Problem description
Take the records below and copy them exactly.

────────────────────

//! Example: Colour a tiled diagram
//!
//! Tiling wraps adjacency around the boundary, so the colouring stays
//! consistent when copies of the diagram are laid side by side.

use rust_voronoi_tiles::*;

const COLORS: usize = 7;

fn main() {
    println!("Tiled Colouring Example");
    println!("=======================\n");

    let config = DiagramConfigBuilder::new()
        .seed(7)
        .jittered_grid(8, 8, 0.9)
        .unwrap()
        .lloyd_iterations(2)
        .unwrap()
        .tiled(true)
        .build()
        .unwrap();

    let result = generate(&config).expect("Failed to generate diagram");
    println!(
        "{} cells, {} ghost cells across the boundary",
        result.cell_count(),
        result.ghosts().len()
    );

    let colors = color_cells(&result, COLORS, config.seed).expect("Failed to colour cells");

    let clashes = result
        .cells()
        .iter()
        .flat_map(|cell| cell.neighbors.iter().map(move |&n| (cell.id, n)))
        .filter(|&(a, b)| a < b && colors[a] == colors[b])
        .count();

    let mut histogram = [0usize; COLORS];
    for &c in &colors {
        histogram[c] += 1;
    }

    println!("\nColour usage:");
    for (color, count) in histogram.iter().enumerate() {
        println!("  {}: {}", color, count);
    }
    println!("Adjacent cells sharing a colour: {}", clashes);

    // Wrapped neighbors of a corner cell
    if let Some(corner) = result
        .cells()
        .iter()
        .find(|c| c.symmetric_children.len() >= 3)
    {
        println!(
            "\nCorner cell {} has {} ghosts and neighbors {:?}",
            corner.id,
            corner.symmetric_children.len(),
            corner.neighbors
        );
        let reach = result.find_cells_within_radius(corner.id, 2);
        println!("Cells within 2 hops: {}", reach.len());
    }
}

────────────────────

Task output
//! Example: Colour a tiled diagram
//!
//! Tiling wraps adjacency around the boundary, so the colouring stays
//! consistent when copies of the diagram are laid side by side.

use rust_voronoi_tiles::*;

const COLORS: usize = 7;

fn main() {
    println!("Tiled Colouring Example");
    println!("=======================\n");

    let config = DiagramConfigBuilder::new()
        .seed(7)
        .jittered_grid(8, 8, 0.9)
        .unwrap()
        .lloyd_iterations(2)
        .unwrap()
        .tiled(true)
        .build()
        .unwrap();

    let result = generate(&config).expect("Failed to generate diagram");
    println!(
        "{} cells, {} ghost cells across the boundary",
        result.cell_count(),
        result.ghosts().len()
    );

    let colors = color_cells(&result, COLORS, config.seed).expect("Failed to colour cells");

    let clashes = result
        .cells()
        .iter()
        .flat_map(|cell| cell.neighbors.iter().map(move |&n| (cell.id, n)))
        .filter(|&(a, b)| a < b && colors[a] == colors[b])
        .count();

    let mut histogram = [0usize; COLORS];
    for &c in &colors {
        histogram[c] += 1;
    }

    println!("\nColour usage:");
    for (color, count) in histogram.iter().enumerate() {
        println!("  {}: {}", color, count);
    }
    println!("Adjacent cells sharing a colour: {}", clashes);

    // Wrapped neighbors of a corner cell
    if let Some(corner) = result
        .cells()
        .iter()
        .find(|c| c.symmetric_children.len() >= 3)
    {
        println!(
            "\nCorner cell {} has {} ghosts and neighbors {:?}",
            corner.id,
            corner.symmetric_children.len(),
            corner.neighbors
        );
        let reach = result.find_cells_within_radius(corner.id, 2);
        println!("Cells within 2 hops: {}", reach.len());
    }
}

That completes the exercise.